The Rickettsiales-like prokaryote and causative agent of Withering Syndrome (WS)—Candidatus Xenohaliotis californiensis (Ca. Xc)—decimated black abalone populations along the Pacific coast of North America. White abalone—Haliotis sorenseni—are also susceptible to WS and have become nearly extinct in the wild due to overfishing in the 1970s. Candidatus Xenohaliotis californiensis proliferates within epithelial cells of the abalone gastrointestinal tract and causes clinical signs of starvation. In 2012, evidence of a putative bacteriophage associated with Ca. Xc in red abalone—Haliotis rufescens—was described. Recently, histologic examination of animals with Ca. Xc infection in California abalone populations universally appear to have the phage-containing inclusions. In this study, we investigated the current virulence of Ca. Xc in red abalone and white abalone at different environmental temperatures. Using a comparative experimental design, we observed differences over time between the two abalone species in mortality, body condition, and bacterial load by quantitative real time PCR (qPCR). By day 251, all white abalone exposed to the current variant of Ca. Xc held in the warm water (18.5 °C) treatment died, while red abalone exposed to the same conditions had a mortality rate of only 10%, despite a relatively heavy bacterial burden as determined by qPCR of posterior esophagus tissue and histological assessment at the termination of the experiment.
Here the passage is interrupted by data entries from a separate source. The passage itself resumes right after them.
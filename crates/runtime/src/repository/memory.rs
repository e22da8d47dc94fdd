//! In-memory SaveRepository implementation for tests and local runs.

use std::collections::HashMap;
use std::sync::RwLock;

use battle_core::SaveEnvelope;

use crate::repository::{RepositoryError, Result, SaveRepository};

/// Stores envelopes in a map, keyed by slot name.
pub struct InMemorySaveRepository {
    slots: RwLock<HashMap<String, SaveEnvelope>>,
}

impl InMemorySaveRepository {
    /// Creates a new empty in-memory repository.
    pub fn new() -> Self {
        Self {
            slots: RwLock::new(HashMap::new()),
        }
    }
}

impl Default for InMemorySaveRepository {
    fn default() -> Self {
        Self::new()
    }
}

impl SaveRepository for InMemorySaveRepository {
    fn save(&self, slot: &str, envelope: &SaveEnvelope) -> Result<()> {
        let mut slots = self
            .slots
            .write()
            .map_err(|_| RepositoryError::LockPoisoned)?;
        slots.insert(slot.to_string(), envelope.clone());
        Ok(())
    }

    fn load(&self, slot: &str) -> Result<Option<SaveEnvelope>> {
        let slots = self
            .slots
            .read()
            .map_err(|_| RepositoryError::LockPoisoned)?;
        Ok(slots.get(slot).cloned())
    }

    fn delete(&self, slot: &str) -> Result<()> {
        let mut slots = self
            .slots
            .write()
            .map_err(|_| RepositoryError::LockPoisoned)?;
        slots.remove(slot);
        Ok(())
    }

    fn list_slots(&self) -> Result<Vec<String>> {
        let slots = self
            .slots
            .read()
            .map_err(|_| RepositoryError::LockPoisoned)?;
        let mut names: Vec<String> = slots.keys().cloned().collect();
        names.sort();
        Ok(names)
    }
}
//! Element type-advantage arithmetic.
//!
//! Every creature and skill carries a set of elements; the damage pipeline
//! multiplies one factor per (offensive element, defensive element) pair.
//! Immunity wins over weakness, which wins over strength.

use serde::{Deserialize, Serialize};

use crate::config::GameConfig;

/// An element definition, loaded from content tables.
#[derive(Clone, Debug, PartialEq, Eq, Default, Serialize, Deserialize)]
pub struct Element {
    pub id: String,
    /// Element ids this element is weak over.
    #[serde(default)]
    pub weak_over: Vec<String>,
    /// Element ids this element is strong over.
    #[serde(default)]
    pub strong_over: Vec<String>,
    /// Element ids this element has no effect on.
    #[serde(default)]
    pub useless_over: Vec<String>,
}

impl Element {
    pub fn new(id: impl Into<String>) -> Self {
        Self {
            id: id.into(),
            ..Self::default()
        }
    }
}

/// Factor of one offensive element against one defensive element id.
pub fn element_strength_factor(offensive: &Element, defensive_id: &str) -> f64 {
    if offensive.useless_over.iter().any(|id| id == defensive_id) {
        return GameConfig::USELESS_FACTOR;
    }
    if offensive.weak_over.iter().any(|id| id == defensive_id) {
        return GameConfig::WEAK_FACTOR;
    }
    if offensive.strong_over.iter().any(|id| id == defensive_id) {
        return GameConfig::STRONG_FACTOR;
    }
    GameConfig::NEUTRAL_FACTOR
}

/// Combined factor of a set of offensive elements against defensive ids:
/// the product over the full offense × defense cross product.
pub fn combined_strength_factor_by_ids(offensives: &[Element], defensive_ids: &[&str]) -> f64 {
    offensives
        .iter()
        .flat_map(|element| {
            defensive_ids
                .iter()
                .map(|id| element_strength_factor(element, id))
        })
        .product()
}

/// Combined factor of offensive elements against defensive elements.
pub fn combined_strength_factor(offensives: &[Element], defensives: &[Element]) -> f64 {
    let defensive_ids: Vec<&str> = defensives.iter().map(|element| element.id.as_str()).collect();
    combined_strength_factor_by_ids(offensives, &defensive_ids)
}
These data support the current status of Ca. Xc as less virulent in red abalone, and may provide correlative evidence of a protective phage interaction. However, white abalone appear to remain highly susceptible to this disease. These findings have important implications for implementation of a white abalone recovery program, particularly with respect to the thermal regimes of locations where captively-reared individuals will be outplanted.